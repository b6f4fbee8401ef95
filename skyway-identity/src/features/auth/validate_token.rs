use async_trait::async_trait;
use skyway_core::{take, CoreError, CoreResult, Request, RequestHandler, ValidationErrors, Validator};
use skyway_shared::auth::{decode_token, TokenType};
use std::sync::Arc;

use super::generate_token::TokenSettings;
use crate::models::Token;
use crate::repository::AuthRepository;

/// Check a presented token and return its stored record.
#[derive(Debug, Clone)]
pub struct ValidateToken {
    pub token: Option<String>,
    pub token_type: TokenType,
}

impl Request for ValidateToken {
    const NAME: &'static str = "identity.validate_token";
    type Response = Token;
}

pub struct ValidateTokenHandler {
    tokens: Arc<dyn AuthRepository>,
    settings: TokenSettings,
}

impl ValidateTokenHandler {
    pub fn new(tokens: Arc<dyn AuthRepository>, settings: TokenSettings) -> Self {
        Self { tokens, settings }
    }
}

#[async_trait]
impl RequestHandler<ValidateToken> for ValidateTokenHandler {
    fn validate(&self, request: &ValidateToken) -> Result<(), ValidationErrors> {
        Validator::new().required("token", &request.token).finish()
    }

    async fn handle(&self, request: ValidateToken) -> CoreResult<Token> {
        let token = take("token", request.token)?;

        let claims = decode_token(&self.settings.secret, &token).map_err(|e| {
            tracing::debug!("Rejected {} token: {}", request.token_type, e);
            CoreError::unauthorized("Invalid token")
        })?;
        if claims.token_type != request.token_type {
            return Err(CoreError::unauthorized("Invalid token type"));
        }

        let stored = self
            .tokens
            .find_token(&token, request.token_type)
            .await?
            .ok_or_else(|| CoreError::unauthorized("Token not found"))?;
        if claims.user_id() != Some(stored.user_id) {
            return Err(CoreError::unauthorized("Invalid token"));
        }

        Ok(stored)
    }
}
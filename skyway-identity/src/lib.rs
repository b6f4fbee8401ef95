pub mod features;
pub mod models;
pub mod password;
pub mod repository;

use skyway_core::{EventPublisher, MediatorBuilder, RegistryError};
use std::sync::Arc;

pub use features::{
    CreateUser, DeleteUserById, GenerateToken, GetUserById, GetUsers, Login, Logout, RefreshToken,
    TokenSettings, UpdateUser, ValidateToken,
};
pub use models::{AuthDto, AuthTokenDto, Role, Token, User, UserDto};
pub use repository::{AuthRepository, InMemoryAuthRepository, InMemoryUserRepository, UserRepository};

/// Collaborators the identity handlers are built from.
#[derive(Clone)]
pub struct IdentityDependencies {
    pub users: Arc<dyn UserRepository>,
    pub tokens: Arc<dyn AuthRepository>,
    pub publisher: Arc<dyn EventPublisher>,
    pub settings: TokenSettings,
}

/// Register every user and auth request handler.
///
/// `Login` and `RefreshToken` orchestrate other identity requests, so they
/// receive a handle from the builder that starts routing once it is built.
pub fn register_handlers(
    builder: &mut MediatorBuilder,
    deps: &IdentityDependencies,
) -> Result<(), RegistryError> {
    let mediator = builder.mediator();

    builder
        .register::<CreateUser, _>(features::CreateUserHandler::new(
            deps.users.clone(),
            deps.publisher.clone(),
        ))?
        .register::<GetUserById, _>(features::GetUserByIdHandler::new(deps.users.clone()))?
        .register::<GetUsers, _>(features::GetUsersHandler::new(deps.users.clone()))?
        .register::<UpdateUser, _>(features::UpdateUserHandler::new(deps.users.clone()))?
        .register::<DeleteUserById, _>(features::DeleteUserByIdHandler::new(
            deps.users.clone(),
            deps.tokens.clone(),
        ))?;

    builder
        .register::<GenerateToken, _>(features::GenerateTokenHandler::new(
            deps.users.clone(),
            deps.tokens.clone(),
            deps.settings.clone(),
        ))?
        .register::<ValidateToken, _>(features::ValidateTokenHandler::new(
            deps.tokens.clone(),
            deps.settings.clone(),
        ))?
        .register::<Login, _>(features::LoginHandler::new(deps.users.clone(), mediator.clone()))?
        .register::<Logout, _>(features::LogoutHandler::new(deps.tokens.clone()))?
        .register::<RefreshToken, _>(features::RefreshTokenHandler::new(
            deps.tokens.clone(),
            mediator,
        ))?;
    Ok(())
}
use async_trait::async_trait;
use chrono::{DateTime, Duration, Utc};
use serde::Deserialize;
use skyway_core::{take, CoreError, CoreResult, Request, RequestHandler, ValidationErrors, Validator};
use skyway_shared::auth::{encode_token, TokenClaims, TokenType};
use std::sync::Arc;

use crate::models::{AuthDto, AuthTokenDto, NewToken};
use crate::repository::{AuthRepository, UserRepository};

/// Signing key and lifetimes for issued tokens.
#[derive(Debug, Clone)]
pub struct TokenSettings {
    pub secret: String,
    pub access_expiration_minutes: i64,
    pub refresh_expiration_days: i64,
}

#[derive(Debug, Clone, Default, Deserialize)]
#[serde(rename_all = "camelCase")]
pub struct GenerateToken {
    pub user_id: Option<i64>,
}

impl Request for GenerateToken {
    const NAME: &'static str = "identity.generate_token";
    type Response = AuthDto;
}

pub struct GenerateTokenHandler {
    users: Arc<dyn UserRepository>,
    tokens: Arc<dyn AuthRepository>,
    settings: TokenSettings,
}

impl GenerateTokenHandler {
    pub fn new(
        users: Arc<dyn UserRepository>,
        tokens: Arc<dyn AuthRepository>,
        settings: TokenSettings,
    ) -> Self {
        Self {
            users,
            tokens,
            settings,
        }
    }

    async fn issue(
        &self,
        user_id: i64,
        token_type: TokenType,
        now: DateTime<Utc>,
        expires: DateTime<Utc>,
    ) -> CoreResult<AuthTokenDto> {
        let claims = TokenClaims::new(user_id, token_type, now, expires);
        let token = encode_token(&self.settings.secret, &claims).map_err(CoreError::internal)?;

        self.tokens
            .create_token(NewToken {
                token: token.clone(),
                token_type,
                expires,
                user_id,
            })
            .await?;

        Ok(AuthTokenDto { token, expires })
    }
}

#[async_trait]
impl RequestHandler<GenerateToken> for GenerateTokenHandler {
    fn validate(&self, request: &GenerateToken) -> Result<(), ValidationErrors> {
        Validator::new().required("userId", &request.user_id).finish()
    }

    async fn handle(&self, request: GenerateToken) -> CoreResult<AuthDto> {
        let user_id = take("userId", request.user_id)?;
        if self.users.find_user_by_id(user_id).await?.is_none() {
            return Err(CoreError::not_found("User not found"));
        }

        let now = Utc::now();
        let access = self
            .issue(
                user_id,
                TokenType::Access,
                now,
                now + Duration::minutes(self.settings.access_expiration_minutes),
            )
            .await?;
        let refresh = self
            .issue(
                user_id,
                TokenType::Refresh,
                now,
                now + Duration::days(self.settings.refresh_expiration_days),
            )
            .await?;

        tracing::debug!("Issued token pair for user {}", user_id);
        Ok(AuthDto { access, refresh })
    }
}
● ● ● ●
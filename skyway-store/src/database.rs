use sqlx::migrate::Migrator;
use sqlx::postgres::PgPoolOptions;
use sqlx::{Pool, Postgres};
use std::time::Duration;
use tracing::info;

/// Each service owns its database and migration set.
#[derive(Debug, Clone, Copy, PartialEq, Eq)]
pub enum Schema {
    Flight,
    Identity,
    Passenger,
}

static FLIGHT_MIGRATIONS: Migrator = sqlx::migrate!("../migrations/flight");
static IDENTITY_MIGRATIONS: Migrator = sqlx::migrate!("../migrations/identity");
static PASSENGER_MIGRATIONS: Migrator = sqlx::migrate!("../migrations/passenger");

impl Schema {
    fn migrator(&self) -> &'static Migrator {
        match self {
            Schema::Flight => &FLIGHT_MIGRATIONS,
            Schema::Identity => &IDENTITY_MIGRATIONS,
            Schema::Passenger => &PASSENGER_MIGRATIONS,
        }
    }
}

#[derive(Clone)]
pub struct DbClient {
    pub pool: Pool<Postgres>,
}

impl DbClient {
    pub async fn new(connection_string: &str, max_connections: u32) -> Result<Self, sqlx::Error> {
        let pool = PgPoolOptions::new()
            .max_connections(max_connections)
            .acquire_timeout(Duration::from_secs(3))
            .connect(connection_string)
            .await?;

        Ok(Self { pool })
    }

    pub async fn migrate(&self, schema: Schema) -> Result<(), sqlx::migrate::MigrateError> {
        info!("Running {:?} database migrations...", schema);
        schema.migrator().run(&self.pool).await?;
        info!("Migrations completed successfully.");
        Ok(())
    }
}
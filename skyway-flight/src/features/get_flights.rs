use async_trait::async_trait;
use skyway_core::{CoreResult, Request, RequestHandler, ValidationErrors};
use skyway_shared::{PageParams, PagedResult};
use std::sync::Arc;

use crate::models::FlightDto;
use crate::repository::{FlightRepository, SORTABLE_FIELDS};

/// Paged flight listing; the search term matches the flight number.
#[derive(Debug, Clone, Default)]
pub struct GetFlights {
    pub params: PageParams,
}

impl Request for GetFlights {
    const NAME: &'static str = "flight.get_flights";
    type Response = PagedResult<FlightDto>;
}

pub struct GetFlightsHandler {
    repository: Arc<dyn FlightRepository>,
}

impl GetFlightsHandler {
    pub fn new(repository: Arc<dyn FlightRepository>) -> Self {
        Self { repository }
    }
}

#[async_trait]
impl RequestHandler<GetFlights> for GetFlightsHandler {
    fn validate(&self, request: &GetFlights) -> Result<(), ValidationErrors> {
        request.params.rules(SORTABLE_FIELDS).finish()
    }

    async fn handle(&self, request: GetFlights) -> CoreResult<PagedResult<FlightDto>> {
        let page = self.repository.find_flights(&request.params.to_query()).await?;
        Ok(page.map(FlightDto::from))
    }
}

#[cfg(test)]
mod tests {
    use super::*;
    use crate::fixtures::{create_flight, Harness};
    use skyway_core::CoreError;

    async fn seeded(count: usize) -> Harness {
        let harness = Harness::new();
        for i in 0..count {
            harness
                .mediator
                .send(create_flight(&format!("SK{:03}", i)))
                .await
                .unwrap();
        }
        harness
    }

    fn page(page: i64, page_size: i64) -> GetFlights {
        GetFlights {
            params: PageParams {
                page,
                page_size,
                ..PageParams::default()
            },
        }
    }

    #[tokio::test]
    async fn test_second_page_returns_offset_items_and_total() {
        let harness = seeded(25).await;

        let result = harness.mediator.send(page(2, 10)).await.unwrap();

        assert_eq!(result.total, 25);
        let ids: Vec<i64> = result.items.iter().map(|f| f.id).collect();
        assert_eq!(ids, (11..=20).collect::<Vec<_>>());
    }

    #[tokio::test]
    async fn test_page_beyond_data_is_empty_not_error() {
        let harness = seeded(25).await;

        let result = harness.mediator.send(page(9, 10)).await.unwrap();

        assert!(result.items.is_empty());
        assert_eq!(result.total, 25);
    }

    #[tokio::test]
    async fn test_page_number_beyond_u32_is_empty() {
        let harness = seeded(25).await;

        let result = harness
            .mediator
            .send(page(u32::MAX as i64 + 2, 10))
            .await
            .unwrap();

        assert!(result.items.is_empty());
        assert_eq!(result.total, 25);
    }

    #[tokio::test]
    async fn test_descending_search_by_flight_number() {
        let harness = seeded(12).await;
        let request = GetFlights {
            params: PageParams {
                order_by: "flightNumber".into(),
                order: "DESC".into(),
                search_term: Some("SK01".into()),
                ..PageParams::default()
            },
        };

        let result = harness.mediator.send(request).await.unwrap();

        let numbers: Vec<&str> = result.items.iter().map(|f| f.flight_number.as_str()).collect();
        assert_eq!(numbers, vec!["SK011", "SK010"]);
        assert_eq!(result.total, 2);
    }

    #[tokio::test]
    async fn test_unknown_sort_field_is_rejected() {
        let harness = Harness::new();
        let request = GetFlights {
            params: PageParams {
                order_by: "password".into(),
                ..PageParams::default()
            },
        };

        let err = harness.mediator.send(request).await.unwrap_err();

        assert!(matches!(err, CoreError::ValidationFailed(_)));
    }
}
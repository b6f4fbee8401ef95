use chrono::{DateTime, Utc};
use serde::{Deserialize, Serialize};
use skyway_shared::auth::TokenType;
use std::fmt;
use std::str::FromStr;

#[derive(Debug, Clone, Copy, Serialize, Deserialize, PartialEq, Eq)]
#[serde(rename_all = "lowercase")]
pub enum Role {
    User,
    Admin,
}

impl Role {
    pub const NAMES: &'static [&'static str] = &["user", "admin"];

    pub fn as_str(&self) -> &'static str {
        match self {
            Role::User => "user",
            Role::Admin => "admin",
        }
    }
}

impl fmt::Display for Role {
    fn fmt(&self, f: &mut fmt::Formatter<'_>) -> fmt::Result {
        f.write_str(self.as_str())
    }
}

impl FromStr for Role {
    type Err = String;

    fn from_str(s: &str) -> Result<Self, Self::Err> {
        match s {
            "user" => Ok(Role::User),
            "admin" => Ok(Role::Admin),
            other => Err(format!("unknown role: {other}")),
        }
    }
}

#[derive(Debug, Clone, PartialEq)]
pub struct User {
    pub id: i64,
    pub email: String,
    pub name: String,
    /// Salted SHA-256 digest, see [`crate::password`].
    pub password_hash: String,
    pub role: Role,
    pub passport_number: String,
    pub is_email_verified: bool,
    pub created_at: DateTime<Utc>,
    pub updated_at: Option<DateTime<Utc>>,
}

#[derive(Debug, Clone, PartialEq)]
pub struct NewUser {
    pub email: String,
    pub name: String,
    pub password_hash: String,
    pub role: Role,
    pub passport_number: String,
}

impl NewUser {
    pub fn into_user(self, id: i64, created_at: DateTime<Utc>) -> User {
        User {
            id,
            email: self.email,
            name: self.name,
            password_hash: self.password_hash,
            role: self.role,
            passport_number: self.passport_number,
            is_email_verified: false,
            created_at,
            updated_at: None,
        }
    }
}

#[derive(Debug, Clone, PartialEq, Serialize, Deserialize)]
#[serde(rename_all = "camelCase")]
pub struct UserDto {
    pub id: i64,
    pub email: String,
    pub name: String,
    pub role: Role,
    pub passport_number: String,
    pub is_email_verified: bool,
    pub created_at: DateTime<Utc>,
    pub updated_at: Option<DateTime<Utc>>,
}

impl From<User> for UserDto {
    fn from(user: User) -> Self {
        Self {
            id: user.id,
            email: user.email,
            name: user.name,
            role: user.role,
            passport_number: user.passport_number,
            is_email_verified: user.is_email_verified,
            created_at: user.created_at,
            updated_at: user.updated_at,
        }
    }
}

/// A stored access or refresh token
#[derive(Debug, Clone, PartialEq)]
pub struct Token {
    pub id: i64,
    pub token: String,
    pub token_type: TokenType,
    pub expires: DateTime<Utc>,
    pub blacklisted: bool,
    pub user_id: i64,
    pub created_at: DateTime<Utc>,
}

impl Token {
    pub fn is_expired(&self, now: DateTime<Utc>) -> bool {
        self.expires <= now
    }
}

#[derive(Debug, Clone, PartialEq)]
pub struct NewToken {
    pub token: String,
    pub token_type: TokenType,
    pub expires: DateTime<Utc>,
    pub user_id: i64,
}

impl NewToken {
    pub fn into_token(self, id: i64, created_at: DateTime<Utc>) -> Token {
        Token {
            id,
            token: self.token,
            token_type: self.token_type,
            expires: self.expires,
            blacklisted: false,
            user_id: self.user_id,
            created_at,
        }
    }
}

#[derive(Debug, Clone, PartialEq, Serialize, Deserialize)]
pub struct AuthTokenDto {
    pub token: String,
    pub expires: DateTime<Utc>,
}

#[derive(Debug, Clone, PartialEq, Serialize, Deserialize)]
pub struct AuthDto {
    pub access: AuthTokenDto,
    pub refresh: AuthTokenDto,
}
● ● ● ●
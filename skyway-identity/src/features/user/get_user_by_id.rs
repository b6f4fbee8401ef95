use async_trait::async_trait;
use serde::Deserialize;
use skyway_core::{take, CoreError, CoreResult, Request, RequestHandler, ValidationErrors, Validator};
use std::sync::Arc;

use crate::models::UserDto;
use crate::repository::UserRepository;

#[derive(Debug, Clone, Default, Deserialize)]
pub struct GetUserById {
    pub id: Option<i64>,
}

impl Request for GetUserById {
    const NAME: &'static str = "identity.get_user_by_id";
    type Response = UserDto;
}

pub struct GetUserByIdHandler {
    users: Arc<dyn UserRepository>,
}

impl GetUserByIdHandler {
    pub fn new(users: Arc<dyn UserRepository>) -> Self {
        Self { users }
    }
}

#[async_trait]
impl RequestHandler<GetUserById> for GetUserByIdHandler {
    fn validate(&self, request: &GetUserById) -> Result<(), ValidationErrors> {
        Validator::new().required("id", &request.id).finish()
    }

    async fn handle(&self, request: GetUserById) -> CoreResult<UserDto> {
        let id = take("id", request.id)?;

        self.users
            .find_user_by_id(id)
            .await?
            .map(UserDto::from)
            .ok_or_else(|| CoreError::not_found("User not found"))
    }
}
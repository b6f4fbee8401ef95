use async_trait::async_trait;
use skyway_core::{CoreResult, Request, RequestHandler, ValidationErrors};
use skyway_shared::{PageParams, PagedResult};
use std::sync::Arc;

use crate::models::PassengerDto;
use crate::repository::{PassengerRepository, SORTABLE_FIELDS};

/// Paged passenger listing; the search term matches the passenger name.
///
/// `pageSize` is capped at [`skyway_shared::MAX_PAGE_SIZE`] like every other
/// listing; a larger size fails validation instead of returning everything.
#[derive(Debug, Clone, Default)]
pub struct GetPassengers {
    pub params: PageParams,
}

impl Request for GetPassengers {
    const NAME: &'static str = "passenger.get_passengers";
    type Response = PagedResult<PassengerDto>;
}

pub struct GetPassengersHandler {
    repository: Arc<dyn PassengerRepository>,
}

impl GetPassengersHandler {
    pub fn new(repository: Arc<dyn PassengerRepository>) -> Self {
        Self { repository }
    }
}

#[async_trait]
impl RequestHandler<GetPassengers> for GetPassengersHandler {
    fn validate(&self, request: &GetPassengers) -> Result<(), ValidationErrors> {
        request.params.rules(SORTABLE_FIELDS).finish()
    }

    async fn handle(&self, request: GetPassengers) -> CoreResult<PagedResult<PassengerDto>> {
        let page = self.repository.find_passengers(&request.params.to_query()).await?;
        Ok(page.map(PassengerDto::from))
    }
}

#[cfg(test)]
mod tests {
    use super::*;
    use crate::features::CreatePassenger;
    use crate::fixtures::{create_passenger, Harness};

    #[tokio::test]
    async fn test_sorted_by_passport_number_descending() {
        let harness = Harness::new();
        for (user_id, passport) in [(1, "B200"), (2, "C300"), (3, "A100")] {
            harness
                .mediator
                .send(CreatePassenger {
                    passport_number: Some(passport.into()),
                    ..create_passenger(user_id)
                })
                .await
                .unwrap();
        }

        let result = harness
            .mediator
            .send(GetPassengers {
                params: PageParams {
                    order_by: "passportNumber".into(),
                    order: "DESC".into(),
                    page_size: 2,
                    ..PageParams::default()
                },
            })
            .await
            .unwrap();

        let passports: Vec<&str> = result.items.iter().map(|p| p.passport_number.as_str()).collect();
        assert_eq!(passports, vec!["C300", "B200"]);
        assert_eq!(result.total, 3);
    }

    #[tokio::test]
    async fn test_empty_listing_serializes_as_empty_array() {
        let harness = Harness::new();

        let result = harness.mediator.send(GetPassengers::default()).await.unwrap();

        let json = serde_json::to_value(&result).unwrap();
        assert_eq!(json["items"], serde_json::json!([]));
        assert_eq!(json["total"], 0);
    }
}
● ● ● ●
All lines above from the one holding "like every other" to the one holding "pub struct GetPassengersHandler", inclusive, are to be copied exactly; no other line is wanted.

- [RESPONSE FOR THIS EXERCISE]
/// `pageSize` is capped at [`skyway_shared::MAX_PAGE_SIZE`] like every other
/// listing; a larger size fails validation instead of returning everything.
#[derive(Debug, Clone, Default)]
pub struct GetPassengers {
    pub params: PageParams,
}

impl Request for GetPassengers {
    const NAME: &'static str = "passenger.get_passengers";
    type Response = PagedResult<PassengerDto>;
}

pub struct GetPassengersHandler {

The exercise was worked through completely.